The European Union is to spend £7.8m on a three-year project to enhance users' privacy in social networks, virtual communities and other Web 2.0 technologies.
PrimeLife's short-term goal is to provide scalable and configurable privacy and identity management in new and emerging internet services and applications. In the longer term, it aims to develop tools that will protect individuals' privacy throughout their life.
Jan Camenisch, PrimeLife's technical leader, said everyone who used the internet left "virtual footprints" that others could collect and use without their knowledge. This was made possible by advances in technologies for data collection, unlimited storage, and reuse and lifelong linkage of these digital traces, he said.
This could lead to such data being used without the person's permission, he said. Camenisch referred to incidents of employers and universities looking up applicants' online community profiles before interviewing them for jobs or disciplinary reasons. In some countries, social networks had used details of customers' online shopping habits or personal preferences without their permission, he said.
"We aim to develop a toolbox, which you could describe as an integrated electronic data manager," said Camenisch. This would give users an overview of which personal data they used when, where, and how. It would let them define default privacy settings and preferences for all kinds of applications, and it would prompt the user if applications asked for data for any other purpose.
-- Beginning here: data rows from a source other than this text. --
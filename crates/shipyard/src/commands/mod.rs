pub mod delete;
pub mod deploy;
pub mod validate;
//! The deploy pipeline's steps, in the order they run

mod cluster;
mod provision;
mod release;

pub use cluster::{BootstrapCluster, ConfigureTunnels};
pub use provision::{ProvisionNetwork, ProvisionServers, ProvisionVolumes, ValidateProvider};
pub use release::{
    AcquireLock, BuildImage, CleanupImages, DeployApps, DeployDatabase, DeployServices,
    ReleaseLock, VerifyTraffic,
};

use crate::context::RunContext;
use crate::env::DeployEnv;
use crate::error::{Result, StepResultExt};
use crate::pipeline::Pipeline;
use shipyard_remote::RemoteExecutor;
use std::sync::Arc;

/// Infrastructure through verified traffic. Tunnels are configured before the
/// apps so each connector deployment has its token.
pub fn deploy_pipeline() -> Pipeline {
    Pipeline::new()
        .step(ValidateProvider)
        .step(ProvisionNetwork)
        .step(ProvisionServers)
        .step(ProvisionVolumes)
        .step(BootstrapCluster)
        .step(ConfigureTunnels)
        .step(AcquireLock)
        .step(BuildImage)
        .step(DeployDatabase)
        .step(DeployServices)
        .step(DeployApps)
        .step(VerifyTraffic)
        .step(CleanupImages)
        .finally(ReleaseLock)
}

/// Executor for the elected master
fn master_exec(env: &DeployEnv, ctx: &RunContext, step: &str) -> Result<Arc<dyn RemoteExecutor>> {
    let ip = ctx.main_server_ip().at(step)?;
    Ok(env.connector.connect(ip))
}

#[cfg(test)]
mod tests {
    use super::*;

    #[test]
    fn test_step_order() {
        assert_eq!(
            deploy_pipeline().step_names(),
            vec![
                "validate provider",
                "provision network",
                "provision servers",
                "provision volumes",
                "bootstrap cluster",
                "configure tunnels",
                "lock",
                "build image",
                "deploy database",
                "deploy services",
                "deploy apps",
                "verify traffic",
                "cleanup images",
            ]
        );
    }
}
PrimeLife would "substantially advance" human-computer interfaces, configurable policy languages, web service federations, infrastructures and privacy-enhancing cryptography, said Camenisch.
Other PrimeLife partners include the World Wide Web Consortium's PLING, Liberty Alliance, ISO/IEC JTC 1, and ITU. PrimeLife will also work with open-source communities such as Higgins. Industry partners include Microsoft, Giesecke & Devrient and SAP.